**Work to be completed**
Pull out every line below that contains the word "lines".

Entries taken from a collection

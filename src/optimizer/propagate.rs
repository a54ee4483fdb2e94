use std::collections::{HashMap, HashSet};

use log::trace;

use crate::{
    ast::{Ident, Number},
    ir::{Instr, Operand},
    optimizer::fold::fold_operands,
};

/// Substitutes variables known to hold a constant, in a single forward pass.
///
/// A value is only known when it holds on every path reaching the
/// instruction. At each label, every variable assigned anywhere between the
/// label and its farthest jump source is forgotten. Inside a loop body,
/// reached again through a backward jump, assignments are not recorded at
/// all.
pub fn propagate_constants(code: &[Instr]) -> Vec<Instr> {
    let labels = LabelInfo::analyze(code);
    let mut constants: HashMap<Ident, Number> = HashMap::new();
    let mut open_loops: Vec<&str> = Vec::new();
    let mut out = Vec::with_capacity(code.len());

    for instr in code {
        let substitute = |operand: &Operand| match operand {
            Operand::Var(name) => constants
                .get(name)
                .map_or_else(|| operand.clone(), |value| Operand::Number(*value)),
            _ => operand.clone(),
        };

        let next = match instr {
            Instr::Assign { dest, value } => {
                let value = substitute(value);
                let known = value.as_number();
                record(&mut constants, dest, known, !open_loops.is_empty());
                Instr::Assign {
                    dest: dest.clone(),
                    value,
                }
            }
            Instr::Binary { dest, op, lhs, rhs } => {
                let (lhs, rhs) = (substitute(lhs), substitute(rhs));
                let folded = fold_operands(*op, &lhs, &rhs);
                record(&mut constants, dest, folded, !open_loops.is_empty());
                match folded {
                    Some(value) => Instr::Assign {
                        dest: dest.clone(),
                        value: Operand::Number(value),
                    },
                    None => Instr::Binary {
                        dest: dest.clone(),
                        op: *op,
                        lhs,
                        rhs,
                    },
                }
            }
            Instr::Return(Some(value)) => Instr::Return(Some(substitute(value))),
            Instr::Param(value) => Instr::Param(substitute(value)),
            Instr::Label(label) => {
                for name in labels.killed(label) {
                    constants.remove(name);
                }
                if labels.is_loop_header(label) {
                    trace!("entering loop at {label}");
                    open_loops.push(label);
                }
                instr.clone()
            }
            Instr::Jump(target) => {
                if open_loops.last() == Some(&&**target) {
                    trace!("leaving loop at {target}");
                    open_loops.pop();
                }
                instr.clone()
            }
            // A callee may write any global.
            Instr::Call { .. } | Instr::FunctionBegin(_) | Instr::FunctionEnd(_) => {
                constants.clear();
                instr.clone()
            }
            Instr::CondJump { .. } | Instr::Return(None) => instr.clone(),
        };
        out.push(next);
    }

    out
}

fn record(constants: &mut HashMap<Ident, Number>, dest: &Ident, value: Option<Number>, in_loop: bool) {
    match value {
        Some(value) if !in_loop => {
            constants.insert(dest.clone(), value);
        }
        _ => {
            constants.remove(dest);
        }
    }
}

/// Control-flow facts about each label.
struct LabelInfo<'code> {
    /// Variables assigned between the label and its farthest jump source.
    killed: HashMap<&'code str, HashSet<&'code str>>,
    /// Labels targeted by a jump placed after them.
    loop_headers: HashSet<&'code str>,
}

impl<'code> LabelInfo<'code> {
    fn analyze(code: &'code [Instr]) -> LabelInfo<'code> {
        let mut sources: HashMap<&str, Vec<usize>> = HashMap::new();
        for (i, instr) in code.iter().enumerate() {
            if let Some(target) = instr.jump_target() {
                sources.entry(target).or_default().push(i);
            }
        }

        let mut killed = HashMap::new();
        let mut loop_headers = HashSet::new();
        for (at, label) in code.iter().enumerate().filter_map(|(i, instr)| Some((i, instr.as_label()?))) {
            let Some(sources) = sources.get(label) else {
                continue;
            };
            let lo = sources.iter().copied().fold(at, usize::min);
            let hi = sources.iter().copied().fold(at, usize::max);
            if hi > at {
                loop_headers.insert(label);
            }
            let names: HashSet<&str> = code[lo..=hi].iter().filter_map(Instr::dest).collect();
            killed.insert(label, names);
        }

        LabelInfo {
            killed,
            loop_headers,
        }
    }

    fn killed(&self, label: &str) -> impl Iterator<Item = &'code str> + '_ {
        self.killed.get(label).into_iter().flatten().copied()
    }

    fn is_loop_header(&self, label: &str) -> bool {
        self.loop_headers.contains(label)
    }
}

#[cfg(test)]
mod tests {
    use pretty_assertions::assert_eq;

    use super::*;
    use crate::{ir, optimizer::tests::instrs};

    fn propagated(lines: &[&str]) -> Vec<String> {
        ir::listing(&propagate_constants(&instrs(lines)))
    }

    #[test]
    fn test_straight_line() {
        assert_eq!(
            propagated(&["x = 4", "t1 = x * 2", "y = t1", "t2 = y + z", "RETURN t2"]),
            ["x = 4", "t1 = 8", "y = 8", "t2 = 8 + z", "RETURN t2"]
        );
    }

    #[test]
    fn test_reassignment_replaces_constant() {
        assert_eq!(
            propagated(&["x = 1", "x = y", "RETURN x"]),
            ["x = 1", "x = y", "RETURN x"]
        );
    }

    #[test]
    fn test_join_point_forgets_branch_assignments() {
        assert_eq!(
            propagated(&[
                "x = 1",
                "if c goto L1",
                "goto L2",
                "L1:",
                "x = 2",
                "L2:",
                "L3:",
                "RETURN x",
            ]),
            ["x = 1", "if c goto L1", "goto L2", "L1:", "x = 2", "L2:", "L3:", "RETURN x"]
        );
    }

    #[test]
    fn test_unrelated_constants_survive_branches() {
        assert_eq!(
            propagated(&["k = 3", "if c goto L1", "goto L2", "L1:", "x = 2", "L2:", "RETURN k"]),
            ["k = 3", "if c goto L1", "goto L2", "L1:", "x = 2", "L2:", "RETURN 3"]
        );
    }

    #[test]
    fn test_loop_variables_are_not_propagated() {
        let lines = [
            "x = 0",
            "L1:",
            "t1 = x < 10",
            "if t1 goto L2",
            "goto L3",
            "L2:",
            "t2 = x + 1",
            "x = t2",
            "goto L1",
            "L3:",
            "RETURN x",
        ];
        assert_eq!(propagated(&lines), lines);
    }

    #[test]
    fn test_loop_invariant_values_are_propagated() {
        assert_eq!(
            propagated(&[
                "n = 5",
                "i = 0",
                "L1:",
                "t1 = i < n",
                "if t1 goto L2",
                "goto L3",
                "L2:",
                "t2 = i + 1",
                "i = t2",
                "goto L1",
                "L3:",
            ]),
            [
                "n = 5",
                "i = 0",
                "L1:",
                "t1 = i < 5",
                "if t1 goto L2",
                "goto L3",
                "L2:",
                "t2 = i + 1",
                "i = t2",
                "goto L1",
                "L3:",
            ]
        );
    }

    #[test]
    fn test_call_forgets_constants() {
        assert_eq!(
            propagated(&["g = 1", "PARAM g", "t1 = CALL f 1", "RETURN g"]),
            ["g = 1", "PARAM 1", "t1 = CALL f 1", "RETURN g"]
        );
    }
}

--

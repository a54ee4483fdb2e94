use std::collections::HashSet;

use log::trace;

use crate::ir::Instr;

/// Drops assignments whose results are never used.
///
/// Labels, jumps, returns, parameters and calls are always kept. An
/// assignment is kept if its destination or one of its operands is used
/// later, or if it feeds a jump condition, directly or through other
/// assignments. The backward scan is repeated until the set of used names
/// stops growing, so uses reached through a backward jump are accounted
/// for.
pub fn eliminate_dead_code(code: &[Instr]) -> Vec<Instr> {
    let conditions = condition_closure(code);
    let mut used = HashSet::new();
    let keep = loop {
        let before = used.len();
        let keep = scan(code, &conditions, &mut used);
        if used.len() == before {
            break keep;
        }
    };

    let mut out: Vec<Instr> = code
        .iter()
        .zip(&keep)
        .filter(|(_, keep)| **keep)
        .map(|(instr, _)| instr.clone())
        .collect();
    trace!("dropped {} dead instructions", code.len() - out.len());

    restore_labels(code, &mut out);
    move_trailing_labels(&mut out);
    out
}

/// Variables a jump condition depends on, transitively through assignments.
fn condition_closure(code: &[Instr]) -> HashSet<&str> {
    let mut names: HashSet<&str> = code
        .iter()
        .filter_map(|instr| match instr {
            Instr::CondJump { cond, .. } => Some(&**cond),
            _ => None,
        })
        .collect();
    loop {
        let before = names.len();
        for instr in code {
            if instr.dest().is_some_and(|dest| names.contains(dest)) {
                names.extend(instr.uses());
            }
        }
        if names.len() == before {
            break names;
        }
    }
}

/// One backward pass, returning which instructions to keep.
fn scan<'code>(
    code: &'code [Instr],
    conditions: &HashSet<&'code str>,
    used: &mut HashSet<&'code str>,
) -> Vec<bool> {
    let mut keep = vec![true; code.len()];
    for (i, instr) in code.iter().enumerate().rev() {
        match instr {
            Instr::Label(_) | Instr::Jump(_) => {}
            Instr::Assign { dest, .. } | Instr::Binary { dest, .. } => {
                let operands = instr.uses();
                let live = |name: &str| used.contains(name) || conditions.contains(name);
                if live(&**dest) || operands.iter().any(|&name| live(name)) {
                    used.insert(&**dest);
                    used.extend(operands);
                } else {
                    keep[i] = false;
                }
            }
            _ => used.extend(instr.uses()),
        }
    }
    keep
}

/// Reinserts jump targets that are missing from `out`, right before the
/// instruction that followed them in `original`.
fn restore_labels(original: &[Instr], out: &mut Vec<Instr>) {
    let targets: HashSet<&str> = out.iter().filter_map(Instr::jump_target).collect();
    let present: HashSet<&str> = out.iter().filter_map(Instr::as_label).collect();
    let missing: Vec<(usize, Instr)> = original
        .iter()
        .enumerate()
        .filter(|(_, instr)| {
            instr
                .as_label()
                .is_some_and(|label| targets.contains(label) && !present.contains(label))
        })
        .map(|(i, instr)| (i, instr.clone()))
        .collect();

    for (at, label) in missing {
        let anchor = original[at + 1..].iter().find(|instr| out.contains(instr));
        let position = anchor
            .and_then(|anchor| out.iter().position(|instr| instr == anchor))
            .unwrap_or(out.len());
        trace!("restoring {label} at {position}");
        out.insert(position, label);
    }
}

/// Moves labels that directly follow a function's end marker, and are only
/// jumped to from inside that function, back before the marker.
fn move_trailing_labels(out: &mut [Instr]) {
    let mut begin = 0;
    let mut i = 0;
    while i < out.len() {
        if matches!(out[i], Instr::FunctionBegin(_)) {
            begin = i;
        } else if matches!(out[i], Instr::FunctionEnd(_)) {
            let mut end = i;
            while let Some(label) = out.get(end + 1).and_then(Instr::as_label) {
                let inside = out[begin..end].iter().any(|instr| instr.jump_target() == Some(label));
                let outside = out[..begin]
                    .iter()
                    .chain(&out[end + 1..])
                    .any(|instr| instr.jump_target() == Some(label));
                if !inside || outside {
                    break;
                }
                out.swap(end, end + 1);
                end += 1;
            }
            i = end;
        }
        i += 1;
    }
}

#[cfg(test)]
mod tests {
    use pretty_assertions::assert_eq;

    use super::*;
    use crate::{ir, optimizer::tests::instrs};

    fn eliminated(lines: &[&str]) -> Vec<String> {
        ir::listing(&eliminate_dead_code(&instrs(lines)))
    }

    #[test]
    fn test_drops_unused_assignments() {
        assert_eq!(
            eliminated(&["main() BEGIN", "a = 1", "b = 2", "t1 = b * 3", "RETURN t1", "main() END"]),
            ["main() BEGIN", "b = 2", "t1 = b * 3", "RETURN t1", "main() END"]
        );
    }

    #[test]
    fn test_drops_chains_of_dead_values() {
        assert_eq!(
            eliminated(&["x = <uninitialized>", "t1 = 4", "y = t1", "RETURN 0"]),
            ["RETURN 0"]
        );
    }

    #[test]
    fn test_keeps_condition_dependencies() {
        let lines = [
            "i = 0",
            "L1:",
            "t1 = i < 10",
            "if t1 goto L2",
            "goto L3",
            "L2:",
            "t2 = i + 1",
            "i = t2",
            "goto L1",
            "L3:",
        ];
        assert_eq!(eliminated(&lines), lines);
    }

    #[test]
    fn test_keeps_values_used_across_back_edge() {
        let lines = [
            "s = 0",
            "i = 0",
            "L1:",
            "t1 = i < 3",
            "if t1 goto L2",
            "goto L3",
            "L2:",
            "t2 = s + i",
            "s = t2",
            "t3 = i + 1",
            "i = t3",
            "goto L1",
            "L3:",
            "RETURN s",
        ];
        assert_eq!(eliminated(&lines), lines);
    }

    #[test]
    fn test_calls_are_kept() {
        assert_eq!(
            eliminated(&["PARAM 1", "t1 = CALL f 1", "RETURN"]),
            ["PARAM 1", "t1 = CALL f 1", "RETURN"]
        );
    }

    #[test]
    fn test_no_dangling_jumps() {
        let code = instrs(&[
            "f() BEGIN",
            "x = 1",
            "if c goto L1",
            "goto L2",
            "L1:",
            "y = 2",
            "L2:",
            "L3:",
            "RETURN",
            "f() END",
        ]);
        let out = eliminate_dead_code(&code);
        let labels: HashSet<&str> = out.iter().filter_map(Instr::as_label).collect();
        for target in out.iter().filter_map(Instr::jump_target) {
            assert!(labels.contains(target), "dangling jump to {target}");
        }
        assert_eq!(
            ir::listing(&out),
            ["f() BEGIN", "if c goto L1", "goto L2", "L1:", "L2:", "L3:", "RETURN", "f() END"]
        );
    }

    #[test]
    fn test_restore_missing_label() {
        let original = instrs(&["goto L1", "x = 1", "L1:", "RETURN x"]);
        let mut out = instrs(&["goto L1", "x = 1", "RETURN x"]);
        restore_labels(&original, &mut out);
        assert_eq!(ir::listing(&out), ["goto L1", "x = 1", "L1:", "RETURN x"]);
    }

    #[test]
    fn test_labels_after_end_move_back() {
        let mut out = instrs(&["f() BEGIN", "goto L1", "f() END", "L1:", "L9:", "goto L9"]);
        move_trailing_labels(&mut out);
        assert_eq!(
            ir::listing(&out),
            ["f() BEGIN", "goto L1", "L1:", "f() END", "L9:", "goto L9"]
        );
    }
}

==

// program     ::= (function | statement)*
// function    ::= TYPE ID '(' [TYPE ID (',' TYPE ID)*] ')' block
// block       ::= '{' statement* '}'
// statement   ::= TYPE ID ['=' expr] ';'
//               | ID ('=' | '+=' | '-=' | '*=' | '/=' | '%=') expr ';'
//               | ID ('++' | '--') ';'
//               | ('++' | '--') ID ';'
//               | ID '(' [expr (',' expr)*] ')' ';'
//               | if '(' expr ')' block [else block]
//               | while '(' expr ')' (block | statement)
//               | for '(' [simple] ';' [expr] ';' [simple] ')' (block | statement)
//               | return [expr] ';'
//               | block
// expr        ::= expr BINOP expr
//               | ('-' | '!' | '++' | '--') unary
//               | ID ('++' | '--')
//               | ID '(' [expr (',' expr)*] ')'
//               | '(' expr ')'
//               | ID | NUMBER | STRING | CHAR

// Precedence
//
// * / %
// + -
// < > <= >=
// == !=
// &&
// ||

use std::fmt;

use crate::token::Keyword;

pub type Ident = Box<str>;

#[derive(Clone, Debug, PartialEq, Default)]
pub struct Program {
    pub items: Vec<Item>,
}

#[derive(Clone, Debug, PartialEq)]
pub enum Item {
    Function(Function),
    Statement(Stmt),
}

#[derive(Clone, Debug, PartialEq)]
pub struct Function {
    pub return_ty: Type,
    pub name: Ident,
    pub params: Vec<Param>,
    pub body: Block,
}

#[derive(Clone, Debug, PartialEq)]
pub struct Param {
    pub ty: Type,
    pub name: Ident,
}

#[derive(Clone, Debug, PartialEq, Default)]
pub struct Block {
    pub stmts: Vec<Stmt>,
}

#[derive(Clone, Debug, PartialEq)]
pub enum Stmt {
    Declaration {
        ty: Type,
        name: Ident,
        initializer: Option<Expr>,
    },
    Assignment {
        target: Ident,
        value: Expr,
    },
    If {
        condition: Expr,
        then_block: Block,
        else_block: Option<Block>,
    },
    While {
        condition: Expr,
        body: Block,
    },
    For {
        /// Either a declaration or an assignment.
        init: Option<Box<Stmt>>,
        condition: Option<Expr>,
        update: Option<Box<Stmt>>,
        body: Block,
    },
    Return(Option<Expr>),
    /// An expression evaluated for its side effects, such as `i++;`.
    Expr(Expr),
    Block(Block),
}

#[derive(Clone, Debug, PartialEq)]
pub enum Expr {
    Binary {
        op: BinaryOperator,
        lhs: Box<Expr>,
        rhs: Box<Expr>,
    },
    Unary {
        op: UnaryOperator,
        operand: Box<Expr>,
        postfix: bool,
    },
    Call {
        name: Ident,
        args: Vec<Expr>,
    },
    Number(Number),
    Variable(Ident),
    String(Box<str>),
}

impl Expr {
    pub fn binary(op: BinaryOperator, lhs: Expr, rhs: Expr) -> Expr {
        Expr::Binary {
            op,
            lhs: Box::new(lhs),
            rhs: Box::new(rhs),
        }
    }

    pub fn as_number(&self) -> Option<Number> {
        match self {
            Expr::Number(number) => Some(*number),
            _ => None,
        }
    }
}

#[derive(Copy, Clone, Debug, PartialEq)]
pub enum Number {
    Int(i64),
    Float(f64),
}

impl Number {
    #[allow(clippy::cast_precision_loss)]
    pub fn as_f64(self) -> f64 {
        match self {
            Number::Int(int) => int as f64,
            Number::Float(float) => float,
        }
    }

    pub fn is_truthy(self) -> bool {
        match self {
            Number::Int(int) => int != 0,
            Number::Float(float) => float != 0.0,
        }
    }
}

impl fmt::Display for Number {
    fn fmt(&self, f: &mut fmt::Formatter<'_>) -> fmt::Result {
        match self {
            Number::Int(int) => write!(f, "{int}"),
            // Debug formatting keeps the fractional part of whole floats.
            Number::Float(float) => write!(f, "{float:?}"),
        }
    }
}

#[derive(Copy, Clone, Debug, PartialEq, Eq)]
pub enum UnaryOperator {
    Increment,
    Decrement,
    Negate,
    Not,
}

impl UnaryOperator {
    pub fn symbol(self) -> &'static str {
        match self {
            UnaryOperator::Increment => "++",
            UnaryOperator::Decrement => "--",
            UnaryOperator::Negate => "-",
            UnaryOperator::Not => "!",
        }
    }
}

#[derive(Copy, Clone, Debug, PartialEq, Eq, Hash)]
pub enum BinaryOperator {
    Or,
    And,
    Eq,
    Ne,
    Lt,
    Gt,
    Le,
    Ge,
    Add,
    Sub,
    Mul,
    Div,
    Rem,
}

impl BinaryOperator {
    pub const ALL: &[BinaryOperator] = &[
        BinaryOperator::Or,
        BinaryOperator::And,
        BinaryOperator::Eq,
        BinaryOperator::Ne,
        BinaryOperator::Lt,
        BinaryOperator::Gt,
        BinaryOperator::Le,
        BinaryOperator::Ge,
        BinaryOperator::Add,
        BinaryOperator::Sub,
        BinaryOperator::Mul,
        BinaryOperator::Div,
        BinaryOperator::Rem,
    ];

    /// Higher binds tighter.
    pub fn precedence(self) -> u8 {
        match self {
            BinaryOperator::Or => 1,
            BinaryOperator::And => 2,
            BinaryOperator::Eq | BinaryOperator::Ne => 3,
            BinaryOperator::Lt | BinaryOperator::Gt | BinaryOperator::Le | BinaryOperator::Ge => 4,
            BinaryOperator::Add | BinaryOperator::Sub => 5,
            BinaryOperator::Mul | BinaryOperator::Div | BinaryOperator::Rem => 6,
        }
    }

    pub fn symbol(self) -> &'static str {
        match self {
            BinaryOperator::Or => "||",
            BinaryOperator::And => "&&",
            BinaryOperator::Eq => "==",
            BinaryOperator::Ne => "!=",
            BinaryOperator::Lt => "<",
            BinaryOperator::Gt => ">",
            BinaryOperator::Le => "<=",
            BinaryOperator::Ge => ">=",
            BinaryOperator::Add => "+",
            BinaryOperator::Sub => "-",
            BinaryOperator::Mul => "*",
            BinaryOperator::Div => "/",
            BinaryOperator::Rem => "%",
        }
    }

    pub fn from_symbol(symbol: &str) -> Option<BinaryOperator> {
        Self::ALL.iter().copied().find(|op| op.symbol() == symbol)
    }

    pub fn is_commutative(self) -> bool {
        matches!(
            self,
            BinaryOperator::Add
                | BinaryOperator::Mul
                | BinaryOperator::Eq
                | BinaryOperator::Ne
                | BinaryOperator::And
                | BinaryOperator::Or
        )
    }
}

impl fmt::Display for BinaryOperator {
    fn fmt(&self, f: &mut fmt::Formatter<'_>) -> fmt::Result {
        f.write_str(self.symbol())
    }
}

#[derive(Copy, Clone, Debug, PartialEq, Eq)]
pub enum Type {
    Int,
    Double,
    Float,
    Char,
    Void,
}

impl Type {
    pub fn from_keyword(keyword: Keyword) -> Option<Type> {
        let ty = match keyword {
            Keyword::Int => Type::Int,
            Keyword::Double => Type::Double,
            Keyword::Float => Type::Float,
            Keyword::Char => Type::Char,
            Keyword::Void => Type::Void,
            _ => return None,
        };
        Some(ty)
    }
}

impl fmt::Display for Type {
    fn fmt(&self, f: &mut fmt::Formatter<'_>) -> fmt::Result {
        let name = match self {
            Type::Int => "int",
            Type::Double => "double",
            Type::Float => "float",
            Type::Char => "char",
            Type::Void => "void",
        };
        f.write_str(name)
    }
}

**Exercise response**
    fn propagated(lines: &[&str]) -> Vec<String> {
        ir::listing(&propagate_constants(&instrs(lines)))
        let lines = [
        assert_eq!(propagated(&lines), lines);
    fn eliminated(lines: &[&str]) -> Vec<String> {
        ir::listing(&eliminate_dead_code(&instrs(lines)))
        let lines = [
        assert_eq!(eliminated(&lines), lines);
        let lines = [
        assert_eq!(eliminated(&lines), lines);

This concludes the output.